Live from Pittsburgh! An events program with enviable profit margins


For newspapers in markets big and small, the secret is out on the revenue potential of staging events.

But few newspapers are turning their events into reliable moneymakers like the Pittsburgh Post-Gazette.

On topics from politics to cybersecurity to sports to transportation to the opioid crisis, Block Communication’s Post-Gazette is engaging its audience with events that routinely attract 500 to 900 attendees—and occasionally so many people the event must be held in Heinz Field, the Pittsburgh Steelers’ home stadium.

“They are extremely successful—especially among our older readers,” Lisa Hurm, the newspaper’s vice president and general manager, said.

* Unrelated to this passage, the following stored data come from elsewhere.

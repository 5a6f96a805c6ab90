//! Helpers for the raw string arguments the game-side addon sends.
//!
//! Every argument arrives as a string, usually wrapped in a pair of double
//! quotes with inner quotes doubled (SQF string escaping). Numbers may come
//! in integer form (`"32"`) or float form (`"32.00"`) depending on how the
//! addon formatted them. Nothing in here logs; failures come back as
//! [`ParseError`].

use crate::error::ParseError;
use crate::types::{Frame, ObjectId, Position2D, Position3D};

/// Remove every leading and trailing `"`.
pub fn trim_quotes(s: &str) -> &str {
    s.trim_matches('"')
}

/// Collapse SQF-escaped `""` into a single `"`.
pub fn fix_escape_quotes(s: &str) -> String {
    s.replace("\"\"", "\"")
}

/// Apply [`trim_quotes`] then [`fix_escape_quotes`] to every argument.
///
/// This is the first step of almost every parser. Arguments that embed an
/// SQF array of strings must be captured before this runs; see
/// [`parse_sqf_string_array`].
pub fn clean_args(args: &[String]) -> Vec<String> {
    args.iter()
        .map(|a| fix_escape_quotes(trim_quotes(a)))
        .collect()
}

/// Fail with [`ParseError::InsufficientFields`] when `args` is too short.
pub fn require_fields(args: &[String], need: usize) -> Result<(), ParseError> {
    if args.len() < need {
        return Err(ParseError::InsufficientFields {
            got: args.len(),
            need,
        });
    }
    Ok(())
}

// ---------------------------------------------------------------------------
// Numbers
// ---------------------------------------------------------------------------

fn invalid_number(field: &'static str, value: &str) -> ParseError {
    ParseError::InvalidNumber {
        field,
        value: value.to_string(),
    }
}

/// Parse an unsigned integer given in integer or integral-float form.
///
/// `"32"` and `"32.00"` both yield 32; `"-1"`, `"1.5"`, `"NaN"` are errors.
pub fn parse_uint(field: &'static str, value: &str) -> Result<u64, ParseError> {
    let value = value.trim();
    if let Ok(n) = value.parse::<u64>() {
        return Ok(n);
    }
    let f: f64 = value.parse().map_err(|_| invalid_number(field, value))?;
    if !f.is_finite() || f < 0.0 || f.fract() != 0.0 || f > u64::MAX as f64 {
        return Err(invalid_number(field, value));
    }
    Ok(f as u64)
}

/// Signed counterpart of [`parse_uint`].
pub fn parse_int(field: &'static str, value: &str) -> Result<i64, ParseError> {
    let value = value.trim();
    if let Ok(n) = value.parse::<i64>() {
        return Ok(n);
    }
    let f: f64 = value.parse().map_err(|_| invalid_number(field, value))?;
    if !f.is_finite() || f.fract() != 0.0 || f < i64::MIN as f64 || f > i64::MAX as f64 {
        return Err(invalid_number(field, value));
    }
    Ok(f as i64)
}

pub fn parse_frame(value: &str) -> Result<Frame, ParseError> {
    let n = parse_uint("frame", value)?;
    Frame::try_from(n).map_err(|_| invalid_number("frame", value))
}

pub fn parse_object_id(field: &'static str, value: &str) -> Result<ObjectId, ParseError> {
    let n = parse_uint(field, value)?;
    ObjectId::try_from(n).map_err(|_| invalid_number(field, value))
}

/// Parse an object id where `-1` means "none".
pub fn parse_optional_object_id(
    field: &'static str,
    value: &str,
) -> Result<Option<ObjectId>, ParseError> {
    let n = parse_int(field, value)?;
    if n < 0 {
        return Ok(None);
    }
    ObjectId::try_from(n)
        .map(Some)
        .map_err(|_| invalid_number(field, value))
}

pub fn parse_u8(field: &'static str, value: &str) -> Result<u8, ParseError> {
    let n = parse_uint(field, value)?;
    u8::try_from(n).map_err(|_| invalid_number(field, value))
}

pub fn parse_f64(field: &'static str, value: &str) -> Result<f64, ParseError> {
    value
        .trim()
        .parse()
        .map_err(|_| invalid_number(field, value))
}

pub fn parse_f32(field: &'static str, value: &str) -> Result<f32, ParseError> {
    value
        .trim()
        .parse()
        .map_err(|_| invalid_number(field, value))
}

/// Accepts the spellings the game emits: `true`/`false` in any case, `1`/`0`, `t`/`f`.
pub fn parse_bool(field: &'static str, value: &str) -> Result<bool, ParseError> {
    match value.trim() {
        "1" | "t" | "T" => Ok(true),
        "0" | "f" | "F" => Ok(false),
        v if v.eq_ignore_ascii_case("true") => Ok(true),
        v if v.eq_ignore_ascii_case("false") => Ok(false),
        v => Err(ParseError::InvalidBool {
            field,
            value: v.to_string(),
        }),
    }
}

// ---------------------------------------------------------------------------
// Geometry
// ---------------------------------------------------------------------------

/// Parse `"x,y,z"` or `"[x,y,z]"`. Altitude is optional and defaults to 0.
pub fn parse_position(value: &str) -> Result<Position3D, ParseError> {
    let inner = value.trim().trim_start_matches('[').trim_end_matches(']');
    let parts: Vec<&str> = inner.split(',').map(str::trim).collect();
    if parts.len() < 2 {
        return Err(ParseError::InvalidPosition(value.to_string()));
    }
    let coord = |s: &str| -> Result<f64, ParseError> {
        s.parse::<f64>()
            .map_err(|_| ParseError::InvalidPosition(value.to_string()))
    };
    let x = coord(parts[0])?;
    let y = coord(parts[1])?;
    let z = match parts.get(2) {
        Some(z) => coord(z)?,
        None => 0.0,
    };
    Ok(Position3D { x, y, z })
}

/// Parse a JSON array of `[x,y]` pairs; at least two vertices are required.
pub fn parse_polyline(value: &str) -> Result<Vec<Position2D>, ParseError> {
    let raw: Vec<Vec<f64>> = serde_json::from_str(value.trim())
        .map_err(|e| ParseError::InvalidPolyline(e.to_string()))?;
    if raw.len() < 2 {
        return Err(ParseError::InvalidPolyline(format!(
            "need at least 2 points, got {}",
            raw.len()
        )));
    }
    raw.into_iter()
        .enumerate()
        .map(|(i, pt)| match pt.as_slice() {
            [x, y, ..] => Ok(Position2D { x: *x, y: *y }),
            _ => Err(ParseError::InvalidPolyline(format!(
                "point {i} has {} values",
                pt.len()
            ))),
        })
        .collect()
}

// ---------------------------------------------------------------------------
// SQF string arrays
// ---------------------------------------------------------------------------

/// Parse an SQF array of three strings such as `["veh","wpn","mag"]`.
///
/// The input must be the argument with only its outer quotes trimmed: the
/// doubled-quote form `[""veh"",""wpn"",""mag""]` is accepted, and so is an
/// element written as `""` meaning "empty". Missing trailing elements come
/// back as empty strings.
pub fn parse_sqf_string_array(value: &str) -> Result<[String; 3], ParseError> {
    let value = value.trim();
    if value.is_empty() {
        return Ok(Default::default());
    }
    if !(value.starts_with('[') && value.ends_with(']')) {
        return Err(ParseError::InvalidField {
            field: "weapon",
            reason: format!("not an array: {value:?}"),
        });
    }

    let items: Vec<String> = match serde_json::from_str::<Vec<String>>(value) {
        Ok(items) => items,
        Err(_) => match serde_json::from_str::<Vec<String>>(&fix_escape_quotes(value)) {
            Ok(items) => items,
            Err(_) => value[1..value.len() - 1]
                .split(',')
                .map(|s| s.trim().trim_matches('"').to_string())
                .collect(),
        },
    };

    let mut out: [String; 3] = Default::default();
    for (slot, item) in out.iter_mut().zip(items) {
        *slot = item;
    }
    Ok(out)
}

/// Human-readable weapon text for hit/kill events.
///
/// ```
/// use ocap_core::wire::format_weapon_text;
/// assert_eq!(format_weapon_text("", "MX 6.5 mm", "30Rnd Mag"), "MX 6.5 mm [30Rnd Mag]");
/// ```
pub fn format_weapon_text(vehicle: &str, weapon: &str, magazine: &str) -> String {
    let mut text = String::new();
    if !vehicle.is_empty() {
        text.push_str(vehicle);
        if !weapon.is_empty() || !magazine.is_empty() {
            text.push_str(": ");
        }
    }
    text.push_str(weapon);
    if !magazine.is_empty() {
        if !weapon.is_empty() {
            text.push(' ');
        }
        text.push('[');
        text.push_str(magazine);
        text.push(']');
    }
    text
}

// ---------------------------------------------------------------------------
// Tests
// ---------------------------------------------------------------------------

#[cfg(test)]
mod tests {
    use super::*;
    use assert_matches::assert_matches;

    #[test]
    fn trims_and_unescapes() {
        assert_eq!(trim_quotes("\"\"abc\"\""), "abc");
        assert_eq!(fix_escape_quotes("say \"\"hi\"\""), "say \"hi\"");
        let args = vec!["\"[\"\"a\"\"]\"".to_string()];
        assert_eq!(clean_args(&args), vec!["[\"a\"]".to_string()]);
    }

    #[test]
    fn uint_accepts_integer_and_integral_float() {
        assert_eq!(parse_uint("n", "32").unwrap(), 32);
        assert_eq!(parse_uint("n", "32.00").unwrap(), 32);
        assert_eq!(parse_uint("n", " 7 ").unwrap(), 7);
    }

    #[test]
    fn uint_rejects_negative_fractional_and_garbage() {
        assert_matches!(parse_uint("n", "-1"), Err(ParseError::InvalidNumber { field: "n", .. }));
        assert_matches!(parse_uint("n", "1.5"), Err(ParseError::InvalidNumber { .. }));
        assert_matches!(parse_uint("n", "abc"), Err(ParseError::InvalidNumber { .. }));
        assert_matches!(parse_uint("n", ""), Err(ParseError::InvalidNumber { .. }));
        assert_matches!(parse_uint("n", "NaN"), Err(ParseError::InvalidNumber { .. }));
    }

    #[test]
    fn int_accepts_negative_float_form() {
        assert_eq!(parse_int("n", "-1").unwrap(), -1);
        assert_eq!(parse_int("n", "-3.0").unwrap(), -3);
        assert_matches!(parse_int("n", "-3.5"), Err(ParseError::InvalidNumber { .. }));
    }

    #[test]
    fn object_id_range_checked() {
        assert_eq!(parse_object_id("id", "65535").unwrap(), u16::MAX);
        assert_matches!(parse_object_id("id", "65536"), Err(ParseError::InvalidNumber { .. }));
        assert_eq!(parse_optional_object_id("id", "-1").unwrap(), None);
        assert_eq!(parse_optional_object_id("id", "12").unwrap(), Some(12));
    }

    #[test]
    fn bool_spellings() {
        assert!(parse_bool("b", "true").unwrap());
        assert!(parse_bool("b", "True").unwrap());
        assert!(!parse_bool("b", "0").unwrap());
        assert_matches!(parse_bool("b", "yes"), Err(ParseError::InvalidBool { .. }));
    }

    #[test]
    fn position_with_and_without_brackets() {
        let p = parse_position("[100,200,10]").unwrap();
        assert_eq!(p, Position3D::new(100.0, 200.0, 10.0));
        let p = parse_position("1.5, 2.5").unwrap();
        assert_eq!(p, Position3D::new(1.5, 2.5, 0.0));
    }

    #[test]
    fn position_round_trips_through_formatting() {
        let p = parse_position("[6543.21,1234.5,-3.25]").unwrap();
        let again = parse_position(&format!("[{},{},{}]", p.x, p.y, p.z)).unwrap();
        assert!((p.x - again.x).abs() < 1e-9);
        assert!((p.y - again.y).abs() < 1e-9);
        assert!((p.z - again.z).abs() < 1e-9);
    }

    #[test]
    fn position_errors() {
        assert_matches!(parse_position("[5]"), Err(ParseError::InvalidPosition(_)));
        assert_matches!(parse_position("a,b,c"), Err(ParseError::InvalidPosition(_)));
    }

    #[test]
    fn polyline_parses_pairs() {
        let line = parse_polyline("[[1,2],[3,4],[5,6]]").unwrap();
        assert_eq!(line.len(), 3);
        assert_eq!(line[2], Position2D { x: 5.0, y: 6.0 });
    }

    #[test]
    fn polyline_rejects_short_or_malformed() {
        assert_matches!(parse_polyline("[[1,2]]"), Err(ParseError::InvalidPolyline(_)));
        assert_matches!(parse_polyline("[[1,2],[3]]"), Err(ParseError::InvalidPolyline(_)));
        assert_matches!(parse_polyline("nope"), Err(ParseError::InvalidPolyline(_)));
    }

    #[test]
    fn sqf_array_plain_and_doubled() {
        let plain = parse_sqf_string_array(r#"["Hunter","HMG","200Rnd"]"#).unwrap();
        assert_eq!(plain, ["Hunter".to_string(), "HMG".to_string(), "200Rnd".to_string()]);

        let doubled = parse_sqf_string_array(r#"["""",""MX 6.5 mm"",""30Rnd""]"#).unwrap();
        assert_eq!(doubled, [String::new(), "MX 6.5 mm".to_string(), "30Rnd".to_string()]);
    }

    #[test]
    fn sqf_array_tolerates_empties_and_short_lists() {
        let empty = parse_sqf_string_array(r#"["","",""]"#).unwrap();
        assert!(empty.iter().all(String::is_empty));
        let short = parse_sqf_string_array(r#"["","M6 SLAM Mine"]"#).unwrap();
        assert_eq!(short[1], "M6 SLAM Mine");
        assert_eq!(short[2], "");
        assert_matches!(parse_sqf_string_array("MX"), Err(ParseError::InvalidField { .. }));
    }

    #[test]
    fn weapon_text_variants() {
        assert_eq!(
            format_weapon_text("Hunter HMG", "Mk30 HMG .50", ".50 BMG 200Rnd"),
            "Hunter HMG: Mk30 HMG .50 [.50 BMG 200Rnd]"
        );
        assert_eq!(
            format_weapon_text("", "MX 6.5 mm", "6.5 mm 30Rnd Sand Mag"),
            "MX 6.5 mm [6.5 mm 30Rnd Sand Mag]"
        );
        assert_eq!(format_weapon_text("", "M6 SLAM Mine", ""), "M6 SLAM Mine");
        assert_eq!(format_weapon_text("", "", ""), "");
    }
}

How successful? Hurm said the events program operates with a 35% profit margin.

A centerpiece of the events initiative are the Town Halls moderated by Executive Editor David Shribman and featuring notable speakers addressing all the topics listed above and more.

These events are free to the public and includes free parking for attendees. The idea, Hurm said, is to attract as many people as possible. The newspaper advertises events through direct mail to businesses with an interest in a particular topic, and to universities. “Some professors will actually give class credit for attending,” she said.

As for monetizing the attendance at events, that’s pretty much limited to a table soliciting subscriptions.

Town Halls are sponsored by a variety of local corporations including Key Bank and PNC Bank. The Post-Gazette gets substantial commitments from the sponsors. PNC, for example, has committed to a three-year sponsorship for five events a year. A series on energy is sponsored by three local utility companies.

“These brands are trying to find a way to connect with the community,” Hurm said. “Especially the energy companies. They want the PR, and they want to feel they are providing something valuable to the community.”

The events have attracted some big names who draw big audiences. Former CIA Director Michael Hayden spoken on cybersecurity, for example, and Alexander Hamilton biographer Ron Chernow drew a crowd to the first in a series of one-day presentation on presidents.

Events can get into other disheartening developments of the day such as the scourge of opioid addiction and, most tragically, the massacre at the Tree of Life Synagogue in the Squirrel Hill neighborhood of Pittsburgh.

One of the unique features of the Post-Gazette events program is that it does not involve the newsroom, with the exception of Shribman’s moderating of Town Hall discussions. “We tell sponsors that we can’t promise (editorial) coverage,” Hurm said.

Events are coordinated by the newspaper’s marketing team which finds, Hurm said, “a lot of the heavy lifting is getting the right speakers.”